As companies realize the benefits of big data on their research & development, marketing, sales, branding, and revenue growth, they will increasingly have to reckon with its risks. Utilizing and monetizing big data raises enormous legal questions and potential liabilities. The most salient of these legal issues, at least in the near term, revolve around privacy, regulatory compliance, and duty to intervene.

When companies analyze extremely large pools of data, they often attempt to protect the privacy of individuals through “anonymization,” the process of removing or replacing individual identifying information from a communication or record. Communications and records can be made complete anonymous by removing all identifiers or made pseudonymous by assigning each individual replacement identifiers, like a 10-digit code.

Of course, stories of incomplete or ineffective anonymization are rife. In one of the most infamous incidents, the Massachusetts Group Insurance Commission released “anonymized” data on state employees' hospital visits in the mid-1990's as part of a study. In order to prove the existing limitations of anonymization, then-graduate student, Latanya Sweeny, publicly identified Governor William Weld without difficulty. Continuing her work on this topic, Sweeney showed in 2000 that 87 percent of all Americans could be identified using only three data points: birthdate, gender, and zip code.

In August 2006, AOL released three months of search queries by 650,000 of its users to the public, with the hope that this data would be useful for academic research. Despite AOL's efforts to anonymize the data, many of the users could be identified based solely on the pattern and substance of their searches. This anonymization failure was widely reported by the media and sparked significant public backlash. In 2011, users of AOL's website brought a class action suit against the Internet giant for disclosing search queries to the public. The action was settled on May 24, 2013, to the tune of nearly $6 million, along with a stipulation that AOL maintain policies and procedures to prevent future privacy leaks.

Similarly, in October 2006, Netflix released an “anonymized” database of 100 million movie ratings and offered $1 million to the first team who could use that data to “significantly improve” Netflix's recommendation algorithm. Using publicly available user ratings in the Internet Movie Database (IMDb) for fifty Netflix members, researchers were easily able to identify to a statistical near-certainty two users in the Netflix database.
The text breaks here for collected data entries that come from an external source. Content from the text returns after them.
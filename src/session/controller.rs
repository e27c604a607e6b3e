//! Session Controller
//!
//! Single entry point for the drawing surface: connect, send and receive
//! draw events, disconnect. Owns at most one running negotiation engine.

use crate::channel::{DataChannelAdapter, DrawEvent, StrokeAssembler, StrokeUpdate};
use crate::config::{ConfigError, SessionConfig};
use crate::negotiation::{
    ConnectionState, EngineHandle, NegotiationEngine, NegotiationError, PeerConnectionFactory,
    WebRtcFactory,
};
use crate::signaling::{SessionId, SignalingError, TransportConnector, WebSocketConnector};
use parking_lot::Mutex;
use std::sync::Arc;
use thiserror::Error;
use tokio::sync::watch;

// ============================================================================
// ERROR TYPES
// ============================================================================

#[derive(Error, Debug)]
pub enum SessionError {
    #[error("Signaling transport error: {0}")]
    Transport(#[from] SignalingError),

    #[error("Negotiation error: {0}")]
    Negotiation(NegotiationError),

    #[error("Configuration error: {0}")]
    Config(#[from] ConfigError),
}

impl From<NegotiationError> for SessionError {
    fn from(e: NegotiationError) -> Self {
        match e {
            NegotiationError::Transport(e) => SessionError::Transport(e),
            other => SessionError::Negotiation(other),
        }
    }
}

// ============================================================================
// SESSION STATUS
// ============================================================================

/// Coarse status shown to the user
#[derive(Debug, Clone, Copy, PartialEq, Eq)]
pub enum SessionStatus {
    Idle,
    Calling,
    InProgress,
}

impl From<ConnectionState> for SessionStatus {
    fn from(state: ConnectionState) -> Self {
        match state {
            ConnectionState::Idle => SessionStatus::Idle,
            ConnectionState::Connected => SessionStatus::InProgress,
            _ => SessionStatus::Calling,
        }
    }
}

// ============================================================================
// SESSION CONTROLLER
// ============================================================================

pub struct SessionController {
    config: SessionConfig,
    transports: Arc<dyn TransportConnector>,
    peers: Arc<dyn PeerConnectionFactory>,
    channel: DataChannelAdapter,
    state: Arc<watch::Sender<ConnectionState>>,
    strokes: Arc<Mutex<StrokeAssembler>>,
    active: tokio::sync::Mutex<Option<EngineHandle>>,
}

impl SessionController {
    /// Controller using the WebSocket relay and webrtc-rs
    pub fn new(config: SessionConfig) -> Self {
        let transports = Arc::new(WebSocketConnector::new(config.signaling_url.clone()));
        let peers = Arc::new(WebRtcFactory::new(config.ice_servers.clone()));
        Self::with_backends(config, transports, peers)
    }

    /// Controller configured from `SIGNALING_URL` and `ICE_SERVERS`
    pub fn from_env() -> Result<Self, SessionError> {
        Self::from_vars(|key| std::env::var(key).ok())
    }

    fn from_vars<F>(var: F) -> Result<Self, SessionError>
    where
        F: Fn(&str) -> Option<String>,
    {
        let config = SessionConfig::from_vars(var)?;
        Ok(Self::new(config))
    }

    pub fn with_backends(
        config: SessionConfig,
        transports: Arc<dyn TransportConnector>,
        peers: Arc<dyn PeerConnectionFactory>,
    ) -> Self {
        let channel = DataChannelAdapter::new(config.channel_label.clone());
        let (state, _) = watch::channel(ConnectionState::Idle);

        Self {
            config,
            transports,
            peers,
            channel,
            state: Arc::new(state),
            strokes: Arc::new(Mutex::new(StrokeAssembler::new())),
            active: tokio::sync::Mutex::new(None),
        }
    }

    pub fn config(&self) -> &SessionConfig {
        &self.config
    }

    /// Starts a session; returns the running one if already in progress
    pub async fn connect(&self) -> Result<SessionId, SessionError> {
        let mut active = self.active.lock().await;

        if let Some(handle) = active.as_ref() {
            if !handle.is_finished() {
                tracing::debug!("Session {} already in progress", handle.id());
                return Ok(handle.id().clone());
            }
        }

        // Reap a session that ended on its own
        if let Some(handle) = active.take() {
            if let Some(reason) = handle.disconnect().await {
                tracing::debug!("Previous session ended: {:?}", reason);
            }
        }

        *self.strokes.lock() = StrokeAssembler::new();

        let (engine, inputs) = NegotiationEngine::connect(
            self.transports.as_ref(),
            self.peers.as_ref(),
            self.channel.clone(),
            Arc::clone(&self.state),
        )
        .await?;

        let handle = engine.spawn(inputs);
        let id = handle.id().clone();
        *active = Some(handle);
        Ok(id)
    }

    /// Best-effort send to the remote peer
    pub async fn send(&self, event: DrawEvent) {
        self.channel.send(&event).await;
    }

    /// Registers the consumer of raw draw events
    ///
    /// Shares one slot with `on_stroke`: the last registration wins.
    pub fn on_receive<F>(&self, callback: F)
    where
        F: Fn(DrawEvent) + Send + Sync + 'static,
    {
        self.channel.on_receive(callback);
    }

    /// Registers a consumer of remote events interpreted as path operations
    pub fn on_stroke<F>(&self, callback: F)
    where
        F: Fn(StrokeUpdate) + Send + Sync + 'static,
    {
        let strokes = Arc::clone(&self.strokes);
        self.channel.on_receive(move |event| {
            let update = strokes.lock().apply(&event);
            if let Some(update) = update {
                callback(update);
            }
        });
    }

    /// Tears the session down; safe to call in any state
    pub async fn disconnect(&self) {
        let handle = self.active.lock().await.take();

        match handle {
            Some(handle) => {
                handle.disconnect().await;
            }
            None => {
                self.state.send_replace(ConnectionState::Idle);
            }
        }
    }

    pub fn state(&self) -> ConnectionState {
        *self.state.borrow()
    }

    pub fn status(&self) -> SessionStatus {
        self.state().into()
    }

    /// Receiver observing every state change
    pub fn watch(&self) -> watch::Receiver<ConnectionState> {
        self.state.subscribe()
    }

    /// Id of the running session, if any
    pub async fn session_id(&self) -> Option<SessionId> {
        let active = self.active.lock().await;
        active
            .as_ref()
            .filter(|handle| !handle.is_finished())
            .map(|handle| handle.id().clone())
    }
}

impl std::fmt::Debug for SessionController {
    fn fmt(&self, f: &mut std::fmt::Formatter<'_>) -> std::fmt::Result {
        f.debug_struct("SessionController")
            .field("signaling_url", &self.config.signaling_url.as_str())
            .field("state", &self.state())
            .field("channel", &self.channel)
            .finish()
    }
}
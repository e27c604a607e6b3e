//! Signaling Module - WebSocket pipe to the relay
//!
//! This module handles the communication with the signaling relay:
//! - Open and hold the WebSocket connection
//! - Serialize and send envelopes
//! - Parse incoming envelopes and forward them to a single consumer
//!

mod client;
mod messages;

pub use client::{
    SignalingError, SignalingTransport, TransportConnector, TransportEvent, TransportEvents,
    WebSocketConnector, WebSocketTransport,
};
pub use messages::*;
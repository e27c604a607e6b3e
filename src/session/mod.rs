//! Session Module - the application-facing API
//!
//! - Connect / disconnect one drawing session
//! - Send and receive draw events
//! - Status for the user interface

mod controller;

pub use controller::{SessionController, SessionError, SessionStatus};
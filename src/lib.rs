//! Scribble RTC - peer-to-peer collaborative drawing session core
//!
//! Two peers exchange drawing events over a WebRTC data channel with:
//! - WebSocket relay for signaling
//! - Perfect negotiation (polite/impolite roles, rollback, ICE restart)
//! - JSON draw events on the `canvasData` channel

pub mod channel;
pub mod config;
pub mod negotiation;
pub mod session;
pub mod signaling;

#[cfg(test)]
pub(crate) mod testing;

pub use channel::{DrawEvent, StrokeUpdate};
pub use config::{ConfigError, SessionConfig};
pub use negotiation::{ConnectionState, NegotiationError};
pub use session::{SessionController, SessionError, SessionStatus};
pub use signaling::{SessionId, SignalingError};

use tracing_subscriber::EnvFilter;

/// Installs the fmt subscriber; `RUST_LOG` adds to the default directives
///
/// Does nothing if a global subscriber is already set.
pub fn init_tracing() {
    let mut filter = EnvFilter::from_default_env();
    for directive in ["scribble_rtc=debug", "webrtc=warn"] {
        if let Ok(directive) = directive.parse() {
            filter = filter.add_directive(directive);
        }
    }

    if tracing_subscriber::fmt().with_env_filter(filter).try_init().is_ok() {
        tracing::info!("Tracing initialized");
    }
}
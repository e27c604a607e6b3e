//! Terminal drawing client
//!
//! Lines on stdin: `x y` draws to a point, `end` lifts the pen, `quit`
//! leaves. Remote strokes are logged.

use anyhow::Context;
use scribble_rtc::{DrawEvent, SessionController, StrokeUpdate};
use tokio::io::{self, AsyncBufReadExt};

enum Command {
    Draw(f64, f64),
    End,
    Quit,
}

fn parse_command(line: &str) -> Option<Command> {
    let line = line.trim();
    match line {
        "end" => return Some(Command::End),
        "quit" => return Some(Command::Quit),
        _ => {}
    }

    let mut parts = line.split_whitespace();
    let x = parts.next()?.parse().ok()?;
    let y = parts.next()?.parse().ok()?;
    if parts.next().is_some() {
        return None;
    }
    Some(Command::Draw(x, y))
}

#[tokio::main]
async fn main() -> anyhow::Result<()> {
    scribble_rtc::init_tracing();

    let session = SessionController::from_env().context("invalid configuration")?;
    tracing::info!("Using signaling relay {}", session.config().signaling_url);

    session.on_stroke(|update| match update {
        StrokeUpdate::Begin { x, y } => tracing::info!("Remote stroke begins at ({}, {})", x, y),
        StrokeUpdate::Extend { x, y } => tracing::info!("Remote stroke to ({}, {})", x, y),
        StrokeUpdate::End => tracing::info!("Remote stroke ended"),
    });

    let id = session
        .connect()
        .await
        .context("failed to connect to signaling relay")?;
    tracing::info!("Session {} started, waiting for a peer", id);

    let mut states = session.watch();
    let mut stdin = io::BufReader::new(io::stdin()).lines();
    let mut last = (0.0, 0.0);

    loop {
        tokio::select! {
            _ = tokio::signal::ctrl_c() => break,

            changed = states.changed() => {
                if changed.is_err() {
                    break;
                }
                let state = *states.borrow_and_update();
                tracing::info!("Status: {:?} ({})", session.status(), state);
            }

            line = stdin.next_line() => {
                let Some(line) = line? else { break };
                match parse_command(&line) {
                    Some(Command::Draw(x, y)) => {
                        last = (x, y);
                        session.send(DrawEvent::point(x, y)).await;
                    }
                    Some(Command::End) => session.send(DrawEvent::end_line(last.0, last.1)).await,
                    Some(Command::Quit) => break,
                    None => tracing::warn!("Unknown command '{}', use `x y`, `end` or `quit`", line.trim()),
                }
            }
        }
    }

    session.disconnect().await;
    Ok(())
}
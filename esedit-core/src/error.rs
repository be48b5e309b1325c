//! Error types for esedit editing sessions.
//!
//! Blocking errors (exit code 2) mean the request cannot apply to the file as
//! it stands:
//! - the flat config has no `export default [...]` array
//! - a spread operation names an entry that does not exist
//!
//! Runtime errors (exit code 1) come from collaborators: I/O, undecodable bytes.

use camino::Utf8PathBuf;
use thiserror::Error;

/// The top-level error type for esedit operations.
#[derive(Debug, Error)]
pub enum EditError {
    /// The file does not have the shape the editor requires. Raised at construction.
    #[error("structural error in {path}: {message}")]
    Structural { path: Utf8PathBuf, message: String },

    /// The operation's target is missing or has the wrong shape.
    #[error("precondition failed: {message}")]
    Precondition { message: String },

    /// A runtime/tool error occurred (exit code 1).
    #[error("runtime error: {0}")]
    Runtime(#[from] anyhow::Error),
}

impl EditError {
    pub fn structural(path: impl Into<Utf8PathBuf>, message: impl Into<String>) -> Self {
        EditError::Structural {
            path: path.into(),
            message: message.into(),
        }
    }

    pub fn precondition(message: impl Into<String>) -> Self {
        EditError::Precondition {
            message: message.into(),
        }
    }

    /// Returns true if the request was blocked by the file's content (exit code 2).
    pub fn is_block(&self) -> bool {
        matches!(
            self,
            EditError::Structural { .. } | EditError::Precondition { .. }
        )
    }

    /// Returns the recommended exit code for this error.
    pub fn exit_code(&self) -> u8 {
        if self.is_block() { 2 } else { 1 }
    }
}

/// Result type alias using EditError.
pub type EditResult<T> = Result<T, EditError>;
//! The value model produced by the codec.

use serde::ser::{SerializeMap, SerializeSeq};
use serde::{Serialize, Serializer};

/// Key prefix marking a spread placeholder inside a [`Mapping`].
pub const SPREAD_MARKER: &str = "...";

/// True when `key` is a spread placeholder key (`...expr`).
pub fn is_spread_key(key: &str) -> bool {
    key.starts_with(SPREAD_MARKER)
}

/// Builds the placeholder key for spreading `expr`.
pub fn spread_key(expr: &str) -> String {
    format!("{SPREAD_MARKER}{}", expr.trim())
}

/// A decoded source value.
#[derive(Debug, Clone, PartialEq)]
pub enum PropertyValue {
    Str(String),
    Number(f64),
    Bool(bool),
    Null,
    Undefined,
    Sequence(Vec<PropertyValue>),
    Mapping(Mapping),
    /// `await import('<module_path>')`
    DynamicImport { module_path: String },
    /// Source text of an expression outside the recognized shapes.
    Opaque(String),
}

impl PropertyValue {
    pub fn as_str(&self) -> Option<&str> {
        match self {
            PropertyValue::Str(s) => Some(s),
            _ => None,
        }
    }

    pub fn as_mapping(&self) -> Option<&Mapping> {
        match self {
            PropertyValue::Mapping(m) => Some(m),
            _ => None,
        }
    }

    pub fn as_sequence(&self) -> Option<&[PropertyValue]> {
        match self {
            PropertyValue::Sequence(items) => Some(items),
            _ => None,
        }
    }

    /// The elements as strings, when every element is a string.
    pub fn as_string_list(&self) -> Option<Vec<String>> {
        self.as_sequence()?
            .iter()
            .map(|v| v.as_str().map(str::to_string))
            .collect()
    }

    /// A sequence of string values.
    pub fn strings<I, S>(items: I) -> Self
    where
        I: IntoIterator<Item = S>,
        S: Into<String>,
    {
        PropertyValue::Sequence(
            items
                .into_iter()
                .map(|s| PropertyValue::Str(s.into()))
                .collect(),
        )
    }
}

impl From<&str> for PropertyValue {
    fn from(s: &str) -> Self {
        PropertyValue::Str(s.to_string())
    }
}

impl From<String> for PropertyValue {
    fn from(s: String) -> Self {
        PropertyValue::Str(s)
    }
}

impl From<f64> for PropertyValue {
    fn from(n: f64) -> Self {
        PropertyValue::Number(n)
    }
}

impl From<i64> for PropertyValue {
    fn from(n: i64) -> Self {
        PropertyValue::Number(n as f64)
    }
}

impl From<i32> for PropertyValue {
    fn from(n: i32) -> Self {
        PropertyValue::Number(f64::from(n))
    }
}

impl From<bool> for PropertyValue {
    fn from(b: bool) -> Self {
        PropertyValue::Bool(b)
    }
}

impl From<Vec<PropertyValue>> for PropertyValue {
    fn from(items: Vec<PropertyValue>) -> Self {
        PropertyValue::Sequence(items)
    }
}

impl From<Mapping> for PropertyValue {
    fn from(m: Mapping) -> Self {
        PropertyValue::Mapping(m)
    }
}

impl From<serde_json::Value> for PropertyValue {
    fn from(value: serde_json::Value) -> Self {
        use serde_json::Value;
        match value {
            Value::Null => PropertyValue::Null,
            Value::Bool(b) => PropertyValue::Bool(b),
            Value::Number(n) => PropertyValue::Number(n.as_f64().unwrap_or(f64::NAN)),
            Value::String(s) => PropertyValue::Str(s),
            Value::Array(items) => {
                PropertyValue::Sequence(items.into_iter().map(PropertyValue::from).collect())
            }
            Value::Object(map) => {
                if map.len() == 1 {
                    if let Some(Value::String(path)) = map.get("$import") {
                        return PropertyValue::DynamicImport {
                            module_path: path.clone(),
                        };
                    }
                    if let Some(Value::String(expr)) = map.get("$expr") {
                        return PropertyValue::Opaque(expr.clone());
                    }
                }
                PropertyValue::Mapping(
                    map.into_iter()
                        .map(|(k, v)| (k, PropertyValue::from(v)))
                        .collect(),
                )
            }
        }
    }
}

impl Serialize for PropertyValue {
    fn serialize<S: Serializer>(&self, serializer: S) -> Result<S::Ok, S::Error> {
        match self {
            PropertyValue::Str(s) => serializer.serialize_str(s),
            PropertyValue::Number(n) if n.fract() == 0.0 && n.abs() < 9.0e15 => {
                serializer.serialize_i64(*n as i64)
            }
            PropertyValue::Number(n) => serializer.serialize_f64(*n),
            PropertyValue::Bool(b) => serializer.serialize_bool(*b),
            PropertyValue::Null | PropertyValue::Undefined => serializer.serialize_unit(),
            PropertyValue::Sequence(items) => {
                let mut seq = serializer.serialize_seq(Some(items.len()))?;
                for item in items {
                    seq.serialize_element(item)?;
                }
                seq.end()
            }
            PropertyValue::Mapping(m) => m.serialize(serializer),
            PropertyValue::DynamicImport { module_path } => {
                let mut map = serializer.serialize_map(Some(1))?;
                map.serialize_entry("$import", module_path)?;
                map.end()
            }
            PropertyValue::Opaque(text) => {
                let mut map = serializer.serialize_map(Some(1))?;
                map.serialize_entry("$expr", text)?;
                map.end()
            }
        }
    }
}

/// An ordered string-keyed mapping. Order is authored order, duplicates allowed.
#[derive(Debug, Clone, Default, PartialEq)]
pub struct Mapping {
    entries: Vec<(String, PropertyValue)>,
}

impl Mapping {
    pub fn new() -> Self {
        Self::default()
    }

    pub fn len(&self) -> usize {
        self.entries.len()
    }

    pub fn is_empty(&self) -> bool {
        self.entries.is_empty()
    }

    /// First value stored under `key`.
    pub fn get(&self, key: &str) -> Option<&PropertyValue> {
        self.entries.iter().find(|(k, _)| k == key).map(|(_, v)| v)
    }

    pub fn contains_key(&self, key: &str) -> bool {
        self.get(key).is_some()
    }

    /// Replaces the first value under `key`, or appends the pair.
    pub fn insert(&mut self, key: impl Into<String>, value: impl Into<PropertyValue>) {
        let key = key.into();
        let value = value.into();
        match self.entries.iter_mut().find(|(k, _)| *k == key) {
            Some((_, slot)) => *slot = value,
            None => self.entries.push((key, value)),
        }
    }

    /// Appends the pair without looking for an existing key.
    pub fn push(&mut self, key: impl Into<String>, value: impl Into<PropertyValue>) {
        self.entries.push((key.into(), value.into()));
    }

    /// Appends a spread placeholder for `expr`.
    pub fn push_spread(&mut self, expr: &str) {
        self.entries.push((spread_key(expr), PropertyValue::Null));
    }

    pub fn remove(&mut self, key: &str) -> Option<PropertyValue> {
        let pos = self.entries.iter().position(|(k, _)| k == key)?;
        Some(self.entries.remove(pos).1)
    }

    pub fn iter(&self) -> impl Iterator<Item = (&str, &PropertyValue)> {
        self.entries.iter().map(|(k, v)| (k.as_str(), v))
    }

    pub fn keys(&self) -> impl Iterator<Item = &str> {
        self.entries.iter().map(|(k, _)| k.as_str())
    }
}

impl<K: Into<String>, V: Into<PropertyValue>> FromIterator<(K, V)> for Mapping {
    fn from_iter<T: IntoIterator<Item = (K, V)>>(iter: T) -> Self {
        Self {
            entries: iter
                .into_iter()
                .map(|(k, v)| (k.into(), v.into()))
                .collect(),
        }
    }
}

impl IntoIterator for Mapping {
    type Item = (String, PropertyValue);
    type IntoIter = std::vec::IntoIter<(String, PropertyValue)>;

    fn into_iter(self) -> Self::IntoIter {
        self.entries.into_iter()
    }
}

impl Serialize for Mapping {
    fn serialize<S: Serializer>(&self, serializer: S) -> Result<S::Ok, S::Error> {
        let mut map = serializer.serialize_map(Some(self.entries.len()))?;
        for (k, v) in &self.entries {
            map.serialize_entry(k, v)?;
        }
        map.end()
    }
}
Although class actions based on data breaches and ineffective anonymization are exorbitantly expensive to pursue, litigation of this type will continue to mount. Companies should exercise the utmost caution when utilizing seemingly anonymized data or they might find themselves facing significant legal troubles.

One of the biggest challenges today for companies working with big data is that the regulatory regime is in a state of tremendous flux. Lawmakers and agency officials are trying to regulate technologies that are themselves changing on a daily basis, and they are trying to satisfy competing demands for privacy protection and commercial freedom. As the laws and regulations within the United States evolve, companies must be extremely attentive.

And the domestic legal landscape is just one of many relevant jurisdictions. Every country has its own patchwork of laws and regulations that concern data and privacy. Keeping track of all of these laws in real time is nearly impossible. Merely keeping track of where the data resides is a job in and of itself. As data warehouses manage their load balance, they can, without users' knowledge, shift data from one data center to another. Those data centers may be located in completely different parts of the world and each governed by a different regulatory scheme.

The difficulty of tracking data, managing data, and protecting privacy in an international economy will only intensify over the coming years. As the Internet grows and more people have access to mobile devices and broadband frequencies, data proliferation will increase. Workers and data will be utterly globalized. Governments will try to keep pace, and laws and regulations will abound. These issues will not be the province of privacy lawyers alone. Litigators in general will need to understand how to advise clients about privacy and data protection, how to access data that resides on foreign soil, and what rights they have to use “foreign” data in U.S.-based litigation.

Another very interesting, although nascent, legal question for corporate users of big data is whether the predictive capabilities of big data analytics impose greater duties to identify risks and intervene before incidents occur. In other words, if companies use big data analytics to look at historical data to predict where problems, accidents, or financial irregularities are likely to arise, do they have a greater duty to act to prevent problems before they cause injury? If so, how will big-data applications be used to prove that notice existed and that the company should have acted sooner? And if big data applications do not analyze the data correctly, are these providers liable for failing to identify the potential for injuries or unfortunate events?

Many of the questions raised here cannot be answered right now. And big data will undoubtedly give rise to other as-yet-unforeseen legal challenges over the next decade. It is important, however, for lawyers to be thinking about these issues and preparing clients for the legal realities of commerce in a big-data driven world.